Table 5. Mplus Syntax Example for Testing Longitudinal Scalar Invariance: Model Including Indicators #1 (Anhedonia) and #2 (Depressed Mood).
TITLE: Test for longitudinal invariance PHQ items 1 & 2; |
DATA: File = FileName.dat; |
VARIABLE: |
NAMES = PIDint FIDint basePHQ1-basePHQ9 mo3PHQ1-mo3PHQ9 mo6PHQ1-mo6PHQ9 |
ffem fage feduc frace spouse child parent yrsknwn page pfem prace |
hospdth hospdays random; |
cluster = PIDint; !family respondents clustered under patients; |
categorical = basePHQ1 basePHQ2 mo3PHQ1 mo3PHQ2 mo6PHQ1 mo6PHQ2; |
USEVARIABLES = basePHQ1 basePHQ2 mo3PHQ1 mo3PHQ2 mo6PHQ1 mo6PHQ2; |
SUBPOPULATION = !cases with complete data only |
(basePHQ1 ne 999 and basePHQ2 ne 999 and |
mo3PHQ1 ne 999 and mo3PHQ2 ne 999 and |
mo6PHQ1 ne 999 and mo6PHQ2 ne 999); |
MISSING = basePHQ1-HospDays(999); |
ANALYSIS: type=complex; |
MODEL: |
!SET METRIC by fixing a loading 1, |
!CONSTRAIN LOADINGS to equality over time; |
depress1 by basePHQ1 |
basePHQ2 (1); |
depress3 by mo3PHQ1 |
mo3PHQ2 (1); |
depress6 by mo6PHQ1 |
mo6PHQ2 (1); |
depress1 depress3 depress6; !factor variances free over time |
[depress1@0 depress3 depress6] !factor mean=0 at baseline; free at follow up; |
!CONSTRAIN INDICATOR THRESHOLDS to equality over time; |
[basePHQ1$1 mo3PHQ1$1 mo6PHQ1$1] (2); |
[basePHQ2$1 mo3PHQ2$1 mo6PHQ2$1] (3); |
[basePHQ1$2 mo3PHQ1$2 mo6PHQ1$2] (4); |
[basePHQ2$2 mo3PHQ2$2 mo6PHQ2$2] (5); |
[basePHQ1$3 mo3PHQ1$3 mo6PHQ1$3] (6); |
[basePHQ2$3 mo3PHQ2$3 mo6PHQ2$3] (7); |
!CONSTRAIN baseline delta scale factor to 1; estimate other times |
{basePHQ1-basePHQ2@1 mo3PHQ1-mo3PHQ2 mo6PHQ1-mo6PHQ2}; |
!INCLUDE STRUCTURAL PATHS |
depress3 on depress1; |
depress6 on depress3; |
Eight additional models met the χ2 criterion but did not include either anhedonia or depressed mood. They included various combinations of sleep, energy, eating, and psychomotor disturbances that could be attributable to physical illness, anxiety, or other conditions unrelated to depression.
Primary Contributors to Longitudinal Variance
None of the models that met the criterion for longitudinal measurement invariance included item #6 (low self-worth). Evaluation of models containing this item showed that it exhibited DIF: low self-worth being reported at baseline primarily by respondents with high values on the depression severity construct, but at follow-up points by respondents with lower values (i.e., low self-worth was more symptomatic of the construct at baseline than at follow-up, when it frequently reflected other underlying issues). When this item was included as a depressive symptom, slightly different “varieties” of the construct were measured at baseline than at follow-up. Item #7 (trouble concentrating) also exhibited DIF, concentration problems being frequently reported at baseline by respondents with relatively low depression severity, but at follow-up primarily by respondents with high severity levels. Concentration problems, thus, were more indicative of the construct at follow-up than at baseline.

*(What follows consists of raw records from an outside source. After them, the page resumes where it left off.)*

use std::{
    fs::{self, File},
    io::{BufWriter, Write},
    path::{Path, PathBuf},
    time::{SystemTime, UNIX_EPOCH},
};

use bytes::{BufMut, BytesMut};
use prost::Message;

use crate::{metrics::Errors, TrainingError};

#[derive(Clone, Debug)]
pub struct LoggingSettings {
    pub run_id: String,
    pub enable_stdout: bool,
    pub tensorboard_dir: Option<PathBuf>,
    pub tensorboard_flush_every_n: usize,
}

impl LoggingSettings {
    pub fn from_config(config: &crate::TrainingConfig) -> Self {
        let logging = &config.runtime.logging;
        Self {
            run_id: config.id.clone(),
            enable_stdout: logging.enable_stdout,
            tensorboard_dir: logging.tensorboard_dir.clone(),
            tensorboard_flush_every_n: logging.tensorboard_flush_every_n.max(1),
        }
    }
}

/// Position of a training step inside the run.
#[derive(Debug, Clone, Copy)]
pub struct StepPosition {
    pub epoch: usize,
    pub last_epoch: usize,
    pub iter: usize,
    pub iters_per_epoch: usize,
    pub total_steps: usize,
}

pub struct Logger {
    settings: LoggingSettings,
    events: Option<EventFile>,
}

impl Logger {
    pub fn new(settings: LoggingSettings) -> Result<Self, TrainingError> {
        let events = match settings.tensorboard_dir.as_deref() {
            Some(dir) => Some(EventFile::open(
                dir,
                &settings.run_id,
                settings.tensorboard_flush_every_n,
            )?),
            None => None,
        };
        Ok(Self { settings, events })
    }

    pub fn log_training_step(
        &mut self,
        position: StepPosition,
        learning_rates: &[(String, f64)],
        errors: &Errors,
    ) {
        if self.settings.enable_stdout {
            let rates: Vec<String> = learning_rates
                .iter()
                .map(|(name, lr)| format!("lr_{name}: {lr:.3e}"))
                .collect();
            log::info!(
                "[{}] Train [epoch: {}/{}, iter: {}/{}, total_iter: {}] {} | {}",
                self.settings.run_id,
                position.epoch,
                position.last_epoch,
                position.iter,
                position.iters_per_epoch,
                position.total_steps,
                rates.join(", "),
                errors
            );
        }

        if let Some(events) = self.events.as_mut() {
            let scalars = errors
                .iter()
                .map(|(name, value)| (format!("train/{name}"), value))
                .chain(
                    learning_rates
                        .iter()
                        .map(|(name, lr)| (format!("lr/{name}"), *lr)),
                );
            if let Err(err) = events.append(position.total_steps, scalars) {
                log::warn!("dropping tensorboard record: {err}");
            }
        }
    }

    pub fn log_evaluation(&mut self, epoch: usize, total_steps: usize, errors: &Errors) {
        if self.settings.enable_stdout {
            log::info!(
                "[{}] Test [epoch: {}, total_iter: {}] {}",
                self.settings.run_id,
                epoch,
                total_steps,
                errors
            );
        }

        if let Some(events) = self.events.as_mut() {
            let scalars = errors
                .iter()
                .map(|(name, value)| (format!("test/{name}"), value));
            if let Err(err) = events.append(total_steps, scalars) {
                log::warn!("dropping tensorboard record: {err}");
            }
        }
    }

    pub fn flush(&mut self) {
        if let Some(events) = self.events.as_mut() {
            if let Err(err) = events.flush() {
                log::warn!("failed to flush tensorboard events: {err}");
            }
        }
    }
}

/// Append-only TensorBoard event file. Every record is framed as
/// `len (u64) | masked crc(len) | payload | masked crc(payload)`.
struct EventFile {
    writer: BufWriter<File>,
    flush_every: usize,
    pending: usize,
}

impl EventFile {
    fn open(dir: &Path, run_id: &str, flush_every: usize) -> Result<Self, TrainingError> {
        fs::create_dir_all(dir)?;
        let path = dir.join(format!(
            "events.out.tfevents.{}.{}.{}",
            unix_seconds() as u64,
            hostname(),
            run_id
        ));
        let mut file = Self {
            writer: BufWriter::new(File::create(&path)?),
            flush_every: flush_every.max(1),
            pending: 0,
        };
        file.write_event(&Event {
            wall_time: unix_seconds(),
            step: 0,
            file_version: Some(FILE_VERSION.to_string()),
            summary: None,
        })?;
        file.flush()?;
        log::debug!("tensorboard events at {}", path.display());
        Ok(file)
    }

    /// Writes all `scalars` as one event at `step`.
    fn append<I>(&mut self, step: usize, scalars: I) -> Result<(), TrainingError>
    where
        I: IntoIterator<Item = (String, f64)>,
    {
        let value: Vec<SummaryValue> = scalars
            .into_iter()
            .map(|(tag, value)| SummaryValue {
                tag,
                simple_value: Some(value as f32),
            })
            .collect();
        if value.is_empty() {
            return Ok(());
        }
        self.write_event(&Event {
            wall_time: unix_seconds(),
            step: step as i64,
            file_version: None,
            summary: Some(Summary { value }),
        })?;
        self.pending += 1;
        if self.pending >= self.flush_every {
            self.flush()?;
        }
        Ok(())
    }

    fn write_event(&mut self, event: &Event) -> Result<(), TrainingError> {
        self.writer.write_all(&frame_record(&event.encode_to_vec()))?;
        Ok(())
    }

    fn flush(&mut self) -> Result<(), TrainingError> {
        self.writer.flush()?;
        self.pending = 0;
        Ok(())
    }
}

impl Drop for EventFile {
    fn drop(&mut self) {
        let _ = self.flush();
    }
}

const FILE_VERSION: &str = "brain.Event:2";

fn frame_record(payload: &[u8]) -> BytesMut {
    let mut record = BytesMut::with_capacity(payload.len() + 16);
    let len = (payload.len() as u64).to_le_bytes();
    record.put_slice(&len);
    record.put_u32_le(masked_crc32(&len));
    record.put_slice(payload);
    record.put_u32_le(masked_crc32(payload));
    record
}

fn masked_crc32(data: &[u8]) -> u32 {
    let crc = crc32fast::hash(data);
    crc.rotate_right(15).wrapping_add(0xa282_ead8)
}

fn unix_seconds() -> f64 {
    SystemTime::now()
        .duration_since(UNIX_EPOCH)
        .map(|elapsed| elapsed.as_secs_f64())
        .unwrap_or(0.0)
}

fn hostname() -> String {
    std::env::var("HOSTNAME")
        .or_else(|_| std::env::var("COMPUTERNAME"))
        .unwrap_or_else(|_| "localhost".to_string())
}

/// Subset of `tensorflow.Event`.
#[derive(Clone, PartialEq, Message)]
struct Event {
    #[prost(double, tag = "1")]
    wall_time: f64,
    #[prost(int64, tag = "2")]
    step: i64,
    #[prost(string, optional, tag = "3")]
    file_version: Option<String>,
    #[prost(message, optional, tag = "5")]
    summary: Option<Summary>,
}

#[derive(Clone, PartialEq, Message)]
struct Summary {
    #[prost(message, repeated, tag = "1")]
    value: Vec<SummaryValue>,
}

#[derive(Clone, PartialEq, Message)]
struct SummaryValue {
    #[prost(string, tag = "1")]
    tag: String,
    #[prost(float, optional, tag = "2")]
    simple_value: Option<f32>,
}

#[cfg(test)]
mod tests {
    use super::*;

    fn read_records(bytes: &[u8]) -> Vec<Event> {
        let mut events = Vec::new();
        let mut offset = 0;
        while offset < bytes.len() {
            let mut len_bytes = [0u8; 8];
            len_bytes.copy_from_slice(&bytes[offset..offset + 8]);
            assert_eq!(
                &bytes[offset + 8..offset + 12],
                &masked_crc32(&len_bytes).to_le_bytes()
            );
            let len = u64::from_le_bytes(len_bytes) as usize;
            let payload = &bytes[offset + 12..offset + 12 + len];
            assert_eq!(
                &bytes[offset + 12 + len..offset + 16 + len],
                &masked_crc32(payload).to_le_bytes()
            );
            events.push(Event::decode(payload).expect("valid event"));
            offset += 16 + len;
        }
        events
    }

    #[test]
    fn event_file_starts_with_version_record() -> Result<(), TrainingError> {
        let dir = tempfile::tempdir()?;
        {
            let mut events = EventFile::open(dir.path(), "run", 1)?;
            events.append(
                3,
                vec![("train/loss_L1".to_string(), 0.25), ("lr/G".to_string(), 2e-4)],
            )?;
            events.append(4, Vec::new())?;
        }
        let entry = fs::read_dir(dir.path())?
            .next()
            .ok_or_else(|| TrainingError::runtime("no event file written"))??;
        assert!(entry.file_name().to_string_lossy().ends_with(".run"));

        let events = read_records(&fs::read(entry.path())?);
        assert_eq!(events.len(), 2);
        assert_eq!(events[0].file_version.as_deref(), Some(FILE_VERSION));
        assert_eq!(events[1].step, 3);
        let values = &events[1].summary.as_ref().expect("summary").value;
        assert_eq!(values.len(), 2);
        assert_eq!(values[0].tag, "train/loss_L1");
        assert_eq!(values[0].simple_value, Some(0.25));
        Ok(())
    }
}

Of 31 models that showed significant departure from longitudinal measurement invariance, and that excluded items #6-#7, none provided evidence of DIF. However, 24 produced evidence suggesting that the indicators did not reflect any unidimensional construct at all three time points, much less the same construct at all time points.
Predictors of Depression Severity Over Time
We investigated the association of patient/family characteristics with the depression severity construct measured with the standard PHQ-2. Of known characteristics, only patient age predicted depression severity at baseline – family members of older patients reporting less severe symptoms (Fig. 1). Although female respondents endorsed more depressive symptoms than male respondents, the association was just short of statistical significance (P = 0.053). Baseline depression severity was a significant predictor of three-month severity. In addition, there were significant independent effects of the respondent's relationship to the patient (higher severity when the family member was the patient's spouse/partner) and the patient's mortality status at hospital discharge (higher severity when the patient had died). Depression severity at three months carried over significantly into the six-month period, but there were no other significant predictors of six-month severity, nor was there a significant direct effect of baseline severity on six-month severity. Significant unexplained variance in depression severity was present at all three time points (labeled “D” in Fig. 1), with the unexplained amount decreasing over time.
Discussion
In both clinical and research settings, the PHQ is commonly used to measure depression severity via standard summated scoring of the items. Our analyses suggest that neither the eight-nor nine-item score appropriately represents depression severity for family members of ICU patients. Neither represented a unidimensional construct at baseline and neither had consistent meaning over time.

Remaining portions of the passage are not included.